What you will do
Please return all lines from the records below that include the string "AppError".

Source material
- Opening Delimiter -
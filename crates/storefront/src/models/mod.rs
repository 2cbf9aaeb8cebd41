//! Domain models for the storefront.
//!
//! These are plain data: every type here serializes with camelCase field
//! names so a persisted session record keeps the same shape across runs.

pub mod cart;
pub mod order;
pub mod product;
pub mod session;
pub mod user;

pub use cart::{CartLine, CartLineKey};
pub use order::{CustomerSnapshot, Order};
pub use product::{Product, Testimonial};
pub use user::{Address, NewAddress, ProfileUpdate, User};
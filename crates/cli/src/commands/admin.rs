//! Admin dashboard commands.

use home_of_suits_storefront::services::admin::Dashboard;
use home_of_suits_storefront::{Result, Storefront};

/// Sign in as an administrator.
///
/// # Errors
///
/// Returns `AppError::Admin(AccessDenied)` for a customer account, which is
/// signed out again.
pub async fn login(store: &mut Storefront, email: &str, password: &str) -> Result<()> {
    let admin = store.admin_login(email, password).await?;
    println!("Signed in to the admin area as {}.", admin.name);
    Ok(())
}

/// Print the dashboard.
///
/// # Errors
///
/// Returns `AppError::Admin` unless an administrator is signed in.
pub fn dashboard(store: &Storefront) -> Result<()> {
    let dashboard = store.dashboard()?;
    print_dashboard(&dashboard);
    Ok(())
}

fn print_dashboard(dashboard: &Dashboard) {
    let stats = &dashboard.stats;
    println!("Total revenue:  {}", stats.total_revenue);
    println!("Total orders:   {}", stats.total_orders);
    println!("New customers:  {}", stats.new_customers);
    println!("Products:       {}", stats.product_count);

    println!();
    println!("Sales this week ({}):", dashboard.weekly_total());
    for day in &dashboard.weekly_sales {
        println!("  {}  {:>14}", day.day, day.sales.to_string());
    }

    println!();
    println!("Inventory:");
    for row in &dashboard.inventory {
        println!(
            "  {:>3}  {:<28} {:<9} {:>12}  {:.1}",
            row.id.as_u32(),
            row.name,
            row.category.as_str(),
            row.price.to_string(),
            row.rating
        );
    }
}
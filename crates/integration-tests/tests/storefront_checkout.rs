//! End-to-end checkout scenarios.

#![allow(clippy::unwrap_used)]

use std::time::Duration;

use home_of_suits_core::{Money, OrderStatus, PaymentMethod, ProductId};
use home_of_suits_integration_tests::{TestContext, complete_form, product_priced};
use home_of_suits_storefront::AppError;
use home_of_suits_storefront::config::StorefrontConfig;
use home_of_suits_storefront::error::ValidationError;
use home_of_suits_storefront::models::NewAddress;
use home_of_suits_storefront::services::checkout::CheckoutError;
use home_of_suits_storefront::services::session::MemoryStorage;
use tokio_util::sync::CancellationToken;

// =============================================================================
// Happy Path
// =============================================================================

#[tokio::test]
async fn test_signed_in_checkout_records_order() {
    let mut ctx = TestContext::new();
    ctx.store.login("james@example.com", "secret").await.unwrap();
    ctx.store
        .add_to_cart(ProductId::new(1), Some("40R"), Some("Charcoal"))
        .unwrap();

    let receipt = ctx
        .store
        .place_order(&complete_form(), PaymentMethod::MobileMoney)
        .await
        .unwrap();

    assert_eq!(receipt.order.total, Money::new(40_000));
    assert_eq!(receipt.totals.subtotal, Money::new(38_500));
    assert_eq!(receipt.totals.shipping, Money::new(1_500));
    assert_eq!(receipt.order.status, OrderStatus::Pending);
    assert_eq!(receipt.order.id.as_str(), "#1001");
    assert_eq!(receipt.order.customer.name, "James Bond");
    assert_eq!(receipt.order.customer.address, "1 Kenyatta Avenue, Nairobi");

    assert!(ctx.store.cart().is_empty());
    assert_eq!(ctx.store.orders()[0].id, receipt.order.id);

    let stored = ctx.stored_session().unwrap();
    assert_eq!(stored["orders"][0]["id"], "#1001");
    assert_eq!(stored["orders"][0]["total"], 40_000);
}

#[tokio::test]
async fn test_subtotal_above_threshold_ships_free() {
    let mut ctx = TestContext::new();
    ctx.store.cart_mut().add(&product_priced(90, 52_000), "M", "Black");

    let receipt = ctx
        .store
        .place_order(&complete_form(), PaymentMethod::Card)
        .await
        .unwrap();

    assert_eq!(receipt.order.total, Money::new(52_000));
    assert!(receipt.totals.ships_free());
    assert_eq!(receipt.payment_method, PaymentMethod::Card);
}

#[tokio::test]
async fn test_subtotal_at_threshold_pays_shipping() {
    let mut ctx = TestContext::new();
    ctx.store.cart_mut().add(&product_priced(91, 50_000), "M", "Black");
    assert_eq!(ctx.store.cart_totals().total, Money::new(51_500));

    ctx.store.cart_mut().clear();
    ctx.store.cart_mut().add(&product_priced(92, 50_001), "M", "Black");
    assert_eq!(ctx.store.cart_totals().total, Money::new(50_001));
}

#[tokio::test]
async fn test_guest_checkout_empties_cart_without_history() {
    let mut ctx = TestContext::new();
    ctx.store
        .add_to_cart(ProductId::new(4), Some("40R"), Some("Beige"))
        .unwrap();

    let receipt = ctx
        .store
        .place_order(&complete_form(), PaymentMethod::CashOnDelivery)
        .await
        .unwrap();

    assert_eq!(receipt.order.total, Money::new(34_000));
    assert!(ctx.store.cart().is_empty());
    assert!(ctx.store.orders().is_empty());
    assert!(ctx.stored_session().is_none());
}

#[tokio::test]
async fn test_quick_added_item_checks_out_in_default_variant() {
    let mut ctx = TestContext::new();
    ctx.store.quick_add(ProductId::new(5)).unwrap();

    let receipt = ctx
        .store
        .place_order(&complete_form(), PaymentMethod::MobileMoney)
        .await
        .unwrap();

    let line = &receipt.order.items[0];
    assert_eq!(line.selected_size, "M");
    assert_eq!(line.selected_color, "Default");
    assert!(ctx.store.cart().is_empty());
}

#[tokio::test]
async fn test_checkout_with_saved_address() {
    let mut ctx = TestContext::new();
    ctx.store.login("james@example.com", "secret").await.unwrap();
    let address_id = ctx
        .store
        .add_address(NewAddress {
            label: "Office".to_string(),
            first_name: "James".to_string(),
            last_name: "Bond".to_string(),
            street: "85 Vauxhall Cross".to_string(),
            city: "Mombasa".to_string(),
            postal_code: "80100".to_string(),
            phone: "+254 700 007 007".to_string(),
        })
        .unwrap()
        .unwrap();
    ctx.store
        .add_to_cart(ProductId::new(3), Some("42R"), Some("Black"))
        .unwrap();

    let user = ctx.store.current_user().unwrap();
    let address = user.address(&address_id).unwrap();
    let mut form = ctx.store.checkout_form();
    form.use_address(address, Some(user));

    let receipt = ctx
        .store
        .place_order(&form, PaymentMethod::MobileMoney)
        .await
        .unwrap();

    assert_eq!(receipt.order.customer.address, "85 Vauxhall Cross, Mombasa");
    assert_eq!(receipt.order.customer.email.as_str(), "james@example.com");
    assert_eq!(receipt.order.total, Money::new(78_000));
}

// =============================================================================
// Rejections
// =============================================================================

#[tokio::test]
async fn test_empty_cart_is_rejected() {
    let mut ctx = TestContext::new();
    let err = ctx
        .store
        .place_order(&complete_form(), PaymentMethod::MobileMoney)
        .await
        .unwrap_err();
    assert!(matches!(err, AppError::Checkout(CheckoutError::EmptyCart)));
}

#[tokio::test]
async fn test_incomplete_form_keeps_cart() {
    let mut ctx = TestContext::new();
    ctx.store.login("james@example.com", "secret").await.unwrap();
    ctx.store
        .add_to_cart(ProductId::new(2), Some("40R"), Some("Black"))
        .unwrap();

    let mut form = complete_form();
    form.city = "  ".to_string();
    let err = ctx
        .store
        .place_order(&form, PaymentMethod::MobileMoney)
        .await
        .unwrap_err();

    assert!(matches!(
        err,
        AppError::Checkout(CheckoutError::Validation(ValidationError::MissingField("city")))
    ));
    assert_eq!(ctx.store.cart().count(), 1);
    assert!(ctx.store.orders().is_empty());
}

#[tokio::test(start_paused = true)]
async fn test_cancelled_checkout_keeps_cart_but_records_order() {
    let config = StorefrontConfig {
        checkout_latency: Duration::from_millis(1_500),
        ..StorefrontConfig::instant()
    };
    let mut ctx = TestContext::with_storage(MemoryStorage::new(), config);
    ctx.store.login("james@example.com", "secret").await.unwrap();
    ctx.store
        .add_to_cart(ProductId::new(1), Some("40R"), Some("Navy Blue"))
        .unwrap();

    let token = CancellationToken::new();
    token.cancel();
    let err = ctx
        .store
        .place_order_with_cancel(&complete_form(), PaymentMethod::MobileMoney, Some(&token))
        .await
        .unwrap_err();

    assert!(matches!(err, AppError::Checkout(CheckoutError::Cancelled)));
    assert_eq!(ctx.store.cart().count(), 1);
    assert_eq!(ctx.store.orders().len(), 1);
}
use serde::{Deserialize, Serialize};

use crate::database::Query;
use crate::model::{Period, ViewRecord, Viewable};

/// How a query narrows on the `collection` field.
#[derive(Debug, Default, Clone, PartialEq, Eq, Serialize, Deserialize)]
#[serde(rename_all = "snake_case")]
pub enum CollectionFilter {
    /// No narrowing, views of every collection match.
    #[default]
    Any,
    /// Views tagged with exactly this collection.
    Named(String),
    /// Views without a collection.
    Unset,
}

impl CollectionFilter {
    /// Exact-match filter: `None` selects views whose collection is unset, not views of any collection.
    pub fn exact(collection: Option<&str>) -> Self {
        match collection {
            Some(name) => CollectionFilter::Named(name.to_string()),
            None => CollectionFilter::Unset,
        }
    }

    pub fn matches(&self, collection: Option<&str>) -> bool {
        match self {
            CollectionFilter::Any => true,
            CollectionFilter::Named(name) => collection == Some(name.as_str()),
            CollectionFilter::Unset => collection.is_none(),
        }
    }
}

/// Parameters narrowing a view query. Every set part must hold for a view to match.
#[derive(Debug, Default, Clone, PartialEq, Eq, Serialize, Deserialize)]
pub struct ViewFilter {
    #[serde(default)]
    pub period: Period,
    #[serde(default)]
    pub collection: CollectionFilter,
    #[serde(default)]
    pub viewable: Option<Viewable>,
}

impl ViewFilter {
    /// A filter matching every view.
    pub fn all() -> Self {
        ViewFilter::default()
    }

    pub fn within(self, period: Period) -> Self {
        ViewFilter { period, ..self }
    }

    /// Narrow to an exact collection, see [CollectionFilter::exact].
    pub fn in_collection(self, collection: Option<&str>) -> Self {
        ViewFilter {
            collection: CollectionFilter::exact(collection),
            ..self
        }
    }

    pub fn of(self, viewable: Viewable) -> Self {
        ViewFilter {
            viewable: Some(viewable),
            ..self
        }
    }

    pub fn matches(&self, record: &ViewRecord) -> bool {
        self.period.contains(record.viewed_at)
            && self.collection.matches(record.collection.as_deref())
            && self
                .viewable
                .as_ref()
                .map_or(true, |viewable| viewable == &record.viewable)
    }

    /// SurrealQL conditions for this filter, in a stable order.
    ///
    /// A missing field reads as `NONE` while an explicit null reads as `NULL`, and the two are not equal, so an unset collection checks both.
    fn conditions(&self) -> Vec<&'static str> {
        let mut conditions = Vec::new();

        match (self.period.start(), self.period.end()) {
            (Some(_), Some(_)) => conditions.push("viewed_at >= $start AND viewed_at <= $end"),
            (Some(_), None) => conditions.push("viewed_at >= $start"),
            (None, Some(_)) => conditions.push("viewed_at <= $end"),
            (None, None) => {}
        }

        match self.collection {
            CollectionFilter::Any => {}
            CollectionFilter::Named(_) => conditions.push("collection = $collection"),
            CollectionFilter::Unset => {
                conditions.push("(collection = NONE OR collection = NULL)")
            }
        }

        if self.viewable.is_some() {
            conditions.push("viewable_type = $viewable_type AND viewable_id = $viewable_id");
        }

        conditions
    }

    /// The `WHERE` clause for this filter, including its leading space, or an empty string when nothing narrows.
    pub(super) fn where_clause(&self) -> String {
        self.where_clause_with(&[])
    }

    /// Like [ViewFilter::where_clause], with `extra` conditions appended after the filter's own.
    pub(super) fn where_clause_with(&self, extra: &[&'static str]) -> String {
        let mut conditions = self.conditions();
        conditions.extend_from_slice(extra);
        if conditions.is_empty() {
            return String::new();
        }

        format!(" WHERE {}", conditions.join(" AND "))
    }

    /// Binds every parameter referenced by [ViewFilter::where_clause].
    pub(super) fn bind<'a>(&self, mut query: Query<'a>) -> Query<'a> {
        if let Some(start) = self.period.start() {
            query = query.bind(("start", start));
        }

        if let Some(end) = self.period.end() {
            query = query.bind(("end", end));
        }

        if let CollectionFilter::Named(name) = &self.collection {
            query = query.bind(("collection", name.clone()));
        }

        if let Some(viewable) = &self.viewable {
            query = query
                .bind(("viewable_type", viewable.kind.clone()))
                .bind(("viewable_id", viewable.id.clone()));
        }

        query
    }
}
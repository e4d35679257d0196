use serde::{Deserialize, Serialize};
use uuid::Uuid;

use super::*;

/// Identifier of a stored view record.
#[derive(Debug, Clone, PartialEq, Eq, PartialOrd, Ord, Hash, Serialize, Deserialize)]
#[serde(transparent)]
pub struct ViewId(String);

impl ViewId {
    pub fn random() -> Self {
        ViewId(Uuid::new_v4().to_string())
    }

    pub fn as_str(&self) -> &str {
        &self.0
    }
}

impl From<String> for ViewId {
    fn from(value: String) -> Self {
        ViewId(value)
    }
}

impl From<&str> for ViewId {
    fn from(value: &str) -> Self {
        ViewId(value.to_string())
    }
}

impl std::str::FromStr for ViewId {
    type Err = std::convert::Infallible;

    fn from_str(input: &str) -> Result<Self, Self::Err> {
        Ok(ViewId::from(input))
    }
}

impl std::fmt::Display for ViewId {
    fn fmt(&self, f: &mut std::fmt::Formatter<'_>) -> std::fmt::Result {
        write!(f, "{}", self.0)
    }
}

impl AsRef<str> for ViewId {
    fn as_ref(&self) -> &str {
        &self.0
    }
}

/// One observed view of a [Viewable].
#[derive(Debug, Clone, PartialEq, Eq, Serialize, Deserialize)]
pub struct ViewRecord {
    pub id: ViewId,
    #[serde(flatten)]
    pub viewable: Viewable,
    #[serde(default)]
    pub collection: Option<String>,
    #[serde(default)]
    pub visitor: Option<String>,
    pub viewed_at: Timestamp,
}

/// The input of [crate::store::ViewRecordStore::create].
///
/// `viewed_at` is optional here so that payloads coming from outside the type system (JSON, CLI) can be validated by the store rather than rejected by serde.
#[derive(Debug, Clone, PartialEq, Eq, Serialize, Deserialize)]
pub struct NewView {
    #[serde(flatten)]
    pub viewable: Viewable,
    #[serde(default)]
    pub collection: Option<String>,
    #[serde(default)]
    pub visitor: Option<String>,
    #[serde(default)]
    pub viewed_at: Option<Timestamp>,
}

impl NewView {
    pub fn new(viewable: Viewable, viewed_at: Timestamp) -> Self {
        NewView {
            viewable,
            collection: None,
            visitor: None,
            viewed_at: Some(viewed_at),
        }
    }

    pub fn in_collection(mut self, collection: impl Into<String>) -> Self {
        self.collection = Some(collection.into());
        self
    }

    pub fn by_visitor(mut self, visitor: impl Into<String>) -> Self {
        self.visitor = Some(visitor.into());
        self
    }
}

#[cfg(test)]
mod tests {
    use super::*;

    #[test]
    fn random_ids_are_unique() {
        assert_ne!(ViewId::random(), ViewId::random());
    }

    #[test]
    fn new_view_without_viewed_at_deserializes() {
        let view: NewView = serde_json::from_value(serde_json::json!({
            "viewable_type": "post",
            "viewable_id": "42",
            "collection": "guests",
        }))
        .unwrap();

        assert_eq!(view.viewable, Viewable::new("post", "42"));
        assert_eq!(view.collection.as_deref(), Some("guests"));
        assert_eq!(view.visitor, None);
        assert_eq!(view.viewed_at, None);
    }
}
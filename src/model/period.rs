use chrono::{Duration, Months};
use serde::{Deserialize, Serialize};
use snafu::Snafu;

use super::*;

/// A time window over `viewed_at`. Both bounds are inclusive and either may be left open.
#[derive(Debug, Default, Clone, Copy, PartialEq, Eq, Serialize, Deserialize)]
pub struct Period {
    #[serde(default)]
    start: Option<Timestamp>,
    #[serde(default)]
    end: Option<Timestamp>,
}

#[derive(Debug, Clone, PartialEq, Eq, Snafu)]
#[snafu(display("period starts at {start} which is after its end {end}"))]
pub struct InvertedPeriod {
    pub start: Timestamp,
    pub end: Timestamp,
}

impl Period {
    /// A period without any bound, matching every view.
    pub fn unbounded() -> Self {
        Period::default()
    }

    pub fn since(start: Timestamp) -> Self {
        Period {
            start: Some(start),
            end: None,
        }
    }

    pub fn upto(end: Timestamp) -> Self {
        Period {
            start: None,
            end: Some(end),
        }
    }

    pub fn between(start: Timestamp, end: Timestamp) -> Result<Self, InvertedPeriod> {
        if start > end {
            return Err(InvertedPeriod { start, end });
        }

        Ok(Period {
            start: Some(start),
            end: Some(end),
        })
    }

    /// Builds a period from two optional bounds, rejecting inverted ranges.
    pub fn from_bounds(
        start: Option<Timestamp>, end: Option<Timestamp>,
    ) -> Result<Self, InvertedPeriod> {
        match (start, end) {
            (Some(start), Some(end)) => Period::between(start, end),
            (start, end) => Ok(Period { start, end }),
        }
    }

    /// Everything since `now - duration`.
    pub fn sub(duration: Duration, now: Timestamp) -> Self {
        Period::since(now.saturating_sub(duration))
    }

    /// Everything since the start of the day `days` days before `now`.
    pub fn past_days(days: u32, now: Timestamp) -> Self {
        Period::since(now.start_of_day().saturating_sub(Duration::days(i64::from(days))))
    }

    pub fn past_weeks(weeks: u32, now: Timestamp) -> Self {
        Period::since(now.start_of_day().saturating_sub(Duration::weeks(i64::from(weeks))))
    }

    /// Everything since the start of the day `months` calendar months before `now`.
    ///
    /// Days that do not exist in the target month are clamped to its last day.
    pub fn past_months(months: u32, now: Timestamp) -> Self {
        Period::since(sub_months(now.start_of_day(), months))
    }

    pub fn past_years(years: u32, now: Timestamp) -> Self {
        Period::since(sub_months(now.start_of_day(), years.saturating_mul(12)))
    }

    pub fn start(&self) -> Option<Timestamp> {
        self.start
    }

    pub fn end(&self) -> Option<Timestamp> {
        self.end
    }

    /// Whether `timestamp` falls within this period.
    pub fn contains(&self, timestamp: Timestamp) -> bool {
        match (self.start, self.end) {
            (None, None) => true,
            (Some(start), None) => timestamp >= start,
            (None, Some(end)) => timestamp <= end,
            (Some(start), Some(end)) => start <= timestamp && timestamp <= end,
        }
    }
}

fn sub_months(timestamp: Timestamp, months: u32) -> Timestamp {
    timestamp
        .inner()
        .checked_sub_months(Months::new(months))
        .map(Timestamp::from)
        .unwrap_or_else(|| chrono::DateTime::<chrono::Utc>::MIN_UTC.into())
}

impl std::fmt::Display for Period {
    fn fmt(&self, f: &mut std::fmt::Formatter<'_>) -> std::fmt::Result {
        match (self.start, self.end) {
            (None, None) => write!(f, "all time"),
            (Some(start), None) => write!(f, "since {start}"),
            (None, Some(end)) => write!(f, "up to {end}"),
            (Some(start), Some(end)) => write!(f, "{start} to {end}"),
        }
    }
}

#[cfg(test)]
mod tests {
    use super::*;
    use chrono::{TimeZone, Utc};

    fn at(year: i32, month: u32, day: u32, hour: u32) -> Timestamp {
        Utc.with_ymd_and_hms(year, month, day, hour, 0, 0).unwrap().into()
    }

    #[test]
    fn unbounded_contains_everything() {
        let period = Period::unbounded();
        assert_eq!((period.start(), period.end()), (None, None));
        assert!(period.contains(at(1970, 1, 1, 0)));
        assert!(period.contains(at(2999, 12, 31, 23)));
    }

    #[test]
    fn bounds_are_inclusive() {
        let start = at(2024, 1, 10, 0);
        let end = at(2024, 1, 31, 0);

        assert!(Period::since(start).contains(start));
        assert!(!Period::since(start).contains(at(2024, 1, 9, 23)));

        assert!(Period::upto(end).contains(end));
        assert!(!Period::upto(end).contains(at(2024, 1, 31, 1)));

        let period = Period::between(start, end).unwrap();
        assert!(period.contains(start));
        assert!(period.contains(end));
        assert!(period.contains(at(2024, 1, 15, 0)));
        assert!(!period.contains(at(2024, 2, 1, 0)));
    }

    #[test]
    fn between_rejects_inverted_range() {
        let result = Period::between(at(2024, 2, 1, 0), at(2024, 1, 1, 0));
        assert!(result.is_err());

        let single_instant = Period::between(at(2024, 2, 1, 0), at(2024, 2, 1, 0));
        assert!(single_instant.is_ok());
    }

    #[test]
    fn past_days_start_at_midnight() {
        let now = at(2024, 3, 15, 17);
        assert_eq!(Period::past_days(3, now).start(), Some(at(2024, 3, 12, 0)));
        assert_eq!(Period::past_days(3, now).end(), None);
        assert_eq!(Period::past_weeks(1, now).start(), Some(at(2024, 3, 8, 0)));
    }

    #[test]
    fn past_months_clamps_to_month_end() {
        let now = at(2024, 3, 31, 12);
        assert_eq!(Period::past_months(1, now).start(), Some(at(2024, 2, 29, 0)));
        assert_eq!(Period::past_years(1, now).start(), Some(at(2023, 3, 31, 0)));
    }

    #[test]
    fn sub_keeps_time_of_day() {
        let now = at(2024, 3, 15, 17);
        assert_eq!(
            Period::sub(Duration::hours(5), now).start(),
            Some(at(2024, 3, 15, 12))
        );
    }

    #[test]
    fn huge_durations_clamp_to_earliest_time() {
        let now = at(2024, 3, 15, 17);
        assert_eq!(
            Period::sub(Duration::milliseconds(i64::MAX), now).start(),
            Some(chrono::DateTime::<Utc>::MIN_UTC.into())
        );
        assert_eq!(
            Period::past_weeks(u32::MAX, now).start(),
            Some(chrono::DateTime::<Utc>::MIN_UTC.into())
        );
    }
}
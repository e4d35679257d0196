use derive_new::new;
use serde::{Deserialize, Serialize};
use snafu::Snafu;

/// A tagged reference to the subject of a view: a type discriminator plus an opaque identifier.
///
/// The store never resolves the subject, it only stores and returns this pair.
#[derive(Debug, Clone, PartialEq, Eq, Hash, Serialize, Deserialize)]
pub struct Viewable {
    #[serde(rename = "viewable_type")]
    pub kind: String,
    #[serde(rename = "viewable_id")]
    pub id: String,
}

impl Viewable {
    pub fn new(kind: impl Into<String>, id: impl Into<String>) -> Self {
        Viewable {
            kind: kind.into(),
            id: id.into(),
        }
    }
}

impl std::fmt::Display for Viewable {
    fn fmt(&self, f: &mut std::fmt::Formatter<'_>) -> std::fmt::Result {
        write!(f, "{}:{}", self.kind, self.id)
    }
}

/// Parses the `type:id` form produced by [Viewable]'s `Display` implementation. The id may itself contain colons.
impl std::str::FromStr for Viewable {
    type Err = ParseViewable;

    fn from_str(input: &str) -> Result<Self, Self::Err> {
        match input.split_once(':') {
            Some((kind, id)) if !kind.is_empty() && !id.is_empty() => Ok(Viewable::new(kind, id)),
            _ => Err(ParseViewable::new(input.to_string())),
        }
    }
}

#[derive(Debug, Clone, PartialEq, Eq, Snafu, new)]
#[snafu(display("expected a viewable in the form `type:id`, got `{}`", text))]
pub struct ParseViewable {
    pub text: String,
}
- Closing Delimiter -
Task response
/// Returns `AppError::Admin(AccessDenied)` for a customer account, which is
/// Returns `AppError::Admin` unless an administrator is signed in.
use home_of_suits_storefront::AppError;
    assert!(matches!(err, AppError::Checkout(CheckoutError::EmptyCart)));
        AppError::Checkout(CheckoutError::Validation(ValidationError::MissingField("city")))
    assert!(matches!(err, AppError::Checkout(CheckoutError::Cancelled)));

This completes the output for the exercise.